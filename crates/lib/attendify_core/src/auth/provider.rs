//! External identity provider (OpenID API) client.
//!
//! Single attempt per call: provider outages surface immediately as
//! authentication failures with the provider's message.

use async_trait::async_trait;
use serde::Deserialize;
use serde::de::DeserializeOwned;
use thiserror::Error;
use tracing::{debug, info};
use url::Url;

use crate::models::auth::{ProviderCredentials, ProviderProfile};

/// Provider call failures. `Display` is the message shown to the client.
#[derive(Debug, Error)]
pub enum ProviderError {
    /// The provider answered with an error.
    #[error("{0}")]
    Rejected(String),

    /// The provider could not be reached or answered garbage.
    #[error("{0}")]
    Unavailable(String),
}

/// Profile and login operations of the identity provider.
#[async_trait]
pub trait IdentityProvider: Send + Sync {
    /// `GET /auth/profile` with the bearer token.
    async fn profile(&self, token: &str) -> Result<ProviderProfile, ProviderError>;

    /// `POST /auth/login?service=<service>` with email and password.
    async fn login(
        &self,
        email: &str,
        password: &str,
        service: &str,
    ) -> Result<ProviderCredentials, ProviderError>;
}

/// Response envelope used by every provider endpoint.
#[derive(Debug, Deserialize)]
struct Envelope {
    #[serde(default)]
    message: Option<String>,
    #[serde(default)]
    error: Option<String>,
    #[serde(default)]
    data: Option<serde_json::Value>,
}

/// reqwest-backed [`IdentityProvider`].
#[derive(Debug, Clone)]
pub struct HttpIdentityProvider {
    client: reqwest::Client,
    base_url: Url,
}

impl HttpIdentityProvider {
    pub fn new(base_url: &str) -> Result<Self, url::ParseError> {
        Self::with_client(reqwest::Client::new(), base_url)
    }

    pub fn with_client(client: reqwest::Client, base_url: &str) -> Result<Self, url::ParseError> {
        let mut base_url = Url::parse(base_url)?;
        if !base_url.path().ends_with('/') {
            let path = format!("{}/", base_url.path());
            base_url.set_path(&path);
        }
        Ok(Self { client, base_url })
    }

    fn endpoint(&self, path: &str) -> Result<Url, ProviderError> {
        self.base_url
            .join(path)
            .map_err(|e| ProviderError::Unavailable(format!("invalid provider URL: {e}")))
    }

    async fn read<T: DeserializeOwned>(
        response: reqwest::Response,
        action: &str,
        extract: impl FnOnce(serde_json::Value) -> serde_json::Value,
    ) -> Result<T, ProviderError> {
        let status = response.status();
        let envelope: Envelope = response
            .json()
            .await
            .map_err(|e| ProviderError::Unavailable(format!("Failed to {action}: {e}")))?;

        if !status.is_success() {
            let message = envelope
                .message
                .or(envelope.error)
                .unwrap_or_else(|| format!("Failed to {action}"));
            debug!(%status, "identity provider rejected request: {message}");
            return Err(ProviderError::Rejected(message));
        }

        let data = envelope
            .data
            .ok_or_else(|| ProviderError::Rejected(format!("Failed to {action}")))?;
        serde_json::from_value(extract(data))
            .map_err(|e| ProviderError::Unavailable(format!("Failed to {action}: {e}")))
    }
}

#[async_trait]
impl IdentityProvider for HttpIdentityProvider {
    async fn profile(&self, token: &str) -> Result<ProviderProfile, ProviderError> {
        let url = self.endpoint("auth/profile")?;
        info!("fetching user profile from identity provider");
        let response = self
            .client
            .get(url)
            .bearer_auth(token)
            .send()
            .await
            .map_err(|e| ProviderError::Unavailable(format!("Failed to fetch profile: {e}")))?;
        Self::read(response, "fetch profile", |data| data).await
    }

    async fn login(
        &self,
        email: &str,
        password: &str,
        service: &str,
    ) -> Result<ProviderCredentials, ProviderError> {
        let mut url = self.endpoint("auth/login")?;
        url.query_pairs_mut().append_pair("service", service);
        let response = self
            .client
            .post(url)
            .json(&serde_json::json!({ "email": email, "password": password }))
            .send()
            .await
            .map_err(|e| ProviderError::Unavailable(format!("Failed to log in: {e}")))?;
        // Credentials are nested under `credentials` in current provider
        // versions and flat in older ones.
        Self::read(response, "log in", |mut data| {
            if data.get("credentials").is_some() {
                data["credentials"].take()
            } else {
                data
            }
        })
        .await
    }
}
//! Authentication domain models.
//!
//! These are internal domain models, distinct from the API response shapes
//! (which use `camelCase` field names where the frontend expects them).

use std::collections::BTreeSet;

use chrono::{DateTime, Utc};
use serde::{Deserialize, Serialize};

/// Authenticated identity with its flattened roles, permissions and groups.
///
/// Never stored as-is: the store keeps users and the role/permission graph in
/// separate tables and [`crate::auth::principal::project_principal`] reduces
/// them to this shape. The same value is cached under `users:<id>`.
#[derive(Debug, Clone, PartialEq, Eq, Serialize, Deserialize)]
pub struct Principal {
    pub id: String,
    pub username: String,
    pub email: String,
    pub first_name: String,
    pub last_name: String,
    pub created_at: DateTime<Utc>,
    pub updated_at: DateTime<Utc>,
    pub deleted_at: Option<DateTime<Utc>>,
    #[serde(default)]
    pub roles: Vec<String>,
    #[serde(default)]
    pub permissions: Vec<String>,
    #[serde(default)]
    pub groups: Vec<String>,
    pub service: String,
}

impl Principal {
    /// Soft-deleted principals must never authenticate.
    pub fn is_deleted(&self) -> bool {
        self.deleted_at.is_some()
    }

    /// Permission names as a set; duplicates collapse.
    pub fn permission_set(&self) -> BTreeSet<&str> {
        self.permissions.iter().map(String::as_str).collect()
    }

    /// Role names as a set; duplicates collapse.
    pub fn role_set(&self) -> BTreeSet<&str> {
        self.roles.iter().map(String::as_str).collect()
    }

    pub fn has_permission(&self, permission: &str) -> bool {
        self.permissions.iter().any(|p| p == permission)
    }

    pub fn has_role(&self, role: &str) -> bool {
        self.roles.iter().any(|r| r == role)
    }
}

/// Audit entry written alongside a newly created user.
#[derive(Debug, Clone, Serialize, Deserialize)]
pub struct DataLog {
    pub title: String,
    pub created_at: DateTime<Utc>,
    pub updated_at: DateTime<Utc>,
    pub deleted_at: Option<DateTime<Utc>>,
}

impl DataLog {
    pub fn new(title: impl Into<String>) -> Self {
        let now = Utc::now();
        Self {
            title: title.into(),
            created_at: now,
            updated_at: now,
            deleted_at: None,
        }
    }
}

/// Input for creating a user record.
#[derive(Debug, Clone)]
pub struct NewUser {
    /// Taken from the identity provider (the token's `sub`), never generated
    /// locally when provisioning.
    pub id: String,
    pub email: String,
    pub username: String,
    pub first_name: String,
    pub last_name: String,
    pub data_log: DataLog,
}

impl NewUser {
    /// Seed a user record from an identity-provider profile.
    pub fn from_profile(id: &str, profile: &ProviderProfile, origin: &str) -> Self {
        Self {
            id: id.to_string(),
            email: profile.email.clone(),
            username: profile.username.clone().unwrap_or_default(),
            first_name: profile.first_name.clone().unwrap_or_default(),
            last_name: profile.last_name.clone().unwrap_or_default(),
            data_log: DataLog::new(format!(
                "User created with email: {} from {origin}",
                profile.email
            )),
        }
    }
}

/// Profile returned by the identity provider's `/auth/profile` endpoint.
#[derive(Debug, Clone, PartialEq, Eq, Serialize, Deserialize)]
pub struct ProviderProfile {
    #[serde(default)]
    pub id: Option<String>,
    pub email: String,
    #[serde(default)]
    pub username: Option<String>,
    #[serde(default, rename = "firstName", alias = "first_name")]
    pub first_name: Option<String>,
    #[serde(default, rename = "lastName", alias = "last_name")]
    pub last_name: Option<String>,
}

/// Token pair returned by the identity provider's `/auth/login` endpoint.
#[derive(Debug, Clone, PartialEq, Eq, Serialize, Deserialize)]
#[serde(rename_all = "camelCase")]
pub struct ProviderCredentials {
    pub access_token: String,
    pub refresh_token: String,
}

/// The `service` claim: a single service name or a list of them.
#[derive(Debug, Clone, PartialEq, Eq, Serialize, Deserialize)]
#[serde(untagged)]
pub enum ServiceClaim {
    One(String),
    Many(Vec<String>),
}

impl ServiceClaim {
    /// Exact-name membership test.
    pub fn contains(&self, service: &str) -> bool {
        match self {
            ServiceClaim::One(name) => name == service,
            ServiceClaim::Many(names) => names.iter().any(|n| n == service),
        }
    }
}

/// JWT claims carried by access and refresh tokens.
#[derive(Debug, Clone, Serialize, Deserialize)]
pub struct TokenClaims {
    /// Subject: principal ID (standard JWT `sub` claim).
    pub sub: String,
    /// Username at issue time.
    #[serde(default)]
    pub name: Option<String>,
    /// Issuer (backend URL).
    #[serde(default)]
    pub iss: Option<String>,
    /// Issued at (unix timestamp).
    #[serde(default)]
    pub iat: i64,
    /// Expiry (unix timestamp).
    #[serde(default)]
    pub exp: i64,
    /// Service(s) the token was issued for.
    #[serde(default)]
    pub service: Option<ServiceClaim>,
}
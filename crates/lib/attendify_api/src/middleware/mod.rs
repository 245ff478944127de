//! Request middleware.

pub mod auth;
pub mod guard;
//! Authentication and authorization logic.
//!
//! Provides service-scoped key management, JWT handling, principal
//! resolution and role/permission checks that `attendify_api` wires into
//! its middleware chain.

pub mod guard;
pub mod jwt;
pub mod keys;
pub mod permissions;
pub mod principal;
pub mod provider;
pub mod queries;
pub mod resolver;
pub mod store;

use thiserror::Error;

use self::jwt::TokenError;
use self::keys::KeyStoreError;
use self::store::StoreError;

/// Authentication and authorization failures.
///
/// The first group are 401s, the `Insufficient*` pair are 403s and the rest
/// are internal failures.
#[derive(Debug, Error)]
pub enum AuthError {
    #[error("No token provided")]
    MissingToken,

    #[error("Invalid service in token")]
    InvalidService,

    #[error("Invalid token")]
    InvalidToken,

    #[error("User not found")]
    UserNotFound,

    /// Provisioning through the identity provider failed; carries its message.
    #[error("{0}")]
    Provisioning(String),

    #[error("Insufficient permission")]
    InsufficientPermission,

    #[error("Insufficient role")]
    InsufficientRole,

    #[error("Key error: {0}")]
    KeyError(#[from] KeyStoreError),

    #[error("Token error: {0}")]
    TokenError(#[from] TokenError),

    #[error("Store error: {0}")]
    StoreError(#[from] StoreError),
}

impl AuthError {
    /// Whether this is a 401-class failure.
    pub fn is_unauthenticated(&self) -> bool {
        matches!(
            self,
            AuthError::MissingToken
                | AuthError::InvalidService
                | AuthError::InvalidToken
                | AuthError::UserNotFound
                | AuthError::Provisioning(_)
        )
    }

    /// Whether this is a 403-class failure.
    pub fn is_forbidden(&self) -> bool {
        matches!(
            self,
            AuthError::InsufficientPermission | AuthError::InsufficientRole
        )
    }
}
//! Service-scoped RSA key material.
//!
//! Each service owns four PEM files in the key directory, named
//! `<service><KeyType><TokenType>.pem` (e.g. `attendifyPublicAccess.pem`).
//! They are provisioned out-of-band; this module only reads them, and a
//! missing file is reported with everything needed to locate it.

use std::fmt;
use std::path::{Path, PathBuf};

use thiserror::Error;
use tracing::error;

/// Which token family a key belongs to.
#[derive(Debug, Clone, Copy, PartialEq, Eq)]
pub enum TokenType {
    Access,
    Refresh,
}

impl fmt::Display for TokenType {
    fn fmt(&self, f: &mut fmt::Formatter<'_>) -> fmt::Result {
        f.write_str(match self {
            TokenType::Access => "Access",
            TokenType::Refresh => "Refresh",
        })
    }
}

/// Which half of the key pair.
#[derive(Debug, Clone, Copy, PartialEq, Eq)]
pub enum KeyType {
    Private,
    Public,
}

impl fmt::Display for KeyType {
    fn fmt(&self, f: &mut fmt::Formatter<'_>) -> fmt::Result {
        f.write_str(match self {
            KeyType::Private => "Private",
            KeyType::Public => "Public",
        })
    }
}

/// Key material errors. All of them are configuration errors.
#[derive(Debug, Error)]
pub enum KeyStoreError {
    #[error("invalid service name {0:?}")]
    InvalidService(String),

    #[error(
        "unable to read {key_type} {token_type} key for service \"{service}\" from {}: {source}",
        .path.display()
    )]
    Unreadable {
        service: String,
        token_type: TokenType,
        key_type: KeyType,
        path: PathBuf,
        #[source]
        source: std::io::Error,
    },

    #[error(
        "malformed {key_type} {token_type} key for service \"{service}\" at {}: {source}",
        .path.display()
    )]
    Malformed {
        service: String,
        token_type: TokenType,
        key_type: KeyType,
        path: PathBuf,
        #[source]
        source: jsonwebtoken::errors::Error,
    },
}

/// Resolves and reads per-service key files from a directory.
#[derive(Debug, Clone)]
pub struct KeyStore {
    dir: PathBuf,
}

impl KeyStore {
    pub fn new(dir: impl Into<PathBuf>) -> Self {
        Self { dir: dir.into() }
    }

    pub fn dir(&self) -> &Path {
        &self.dir
    }

    /// Path of a key file. Service names are restricted to
    /// `[A-Za-z0-9_-]` so a token-supplied name cannot escape the directory.
    pub fn resolve_key_path(
        &self,
        service: &str,
        token_type: TokenType,
        key_type: KeyType,
    ) -> Result<PathBuf, KeyStoreError> {
        let valid = !service.is_empty()
            && service
                .chars()
                .all(|c| c.is_ascii_alphanumeric() || c == '-' || c == '_');
        if !valid {
            return Err(KeyStoreError::InvalidService(service.to_string()));
        }
        Ok(self.dir.join(format!("{service}{key_type}{token_type}.pem")))
    }

    /// Read a key file. Every call hits the filesystem.
    pub fn read_key(
        &self,
        service: &str,
        token_type: TokenType,
        key_type: KeyType,
    ) -> Result<Vec<u8>, KeyStoreError> {
        let path = self.resolve_key_path(service, token_type, key_type)?;
        std::fs::read(&path).map_err(|source| {
            error!(
                service,
                %token_type,
                %key_type,
                path = %path.display(),
                "failed to read key file: {source}"
            );
            KeyStoreError::Unreadable {
                service: service.to_string(),
                token_type,
                key_type,
                path,
                source,
            }
        })
    }

    pub(crate) fn malformed(
        &self,
        service: &str,
        token_type: TokenType,
        key_type: KeyType,
        source: jsonwebtoken::errors::Error,
    ) -> KeyStoreError {
        let path = self
            .resolve_key_path(service, token_type, key_type)
            .unwrap_or_else(|_| self.dir.clone());
        KeyStoreError::Malformed {
            service: service.to_string(),
            token_type,
            key_type,
            path,
            source,
        }
    }
}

Directions: Using the listing above, work out the number of lines that include "Whether". The reply is that number alone.

Output for this task: 2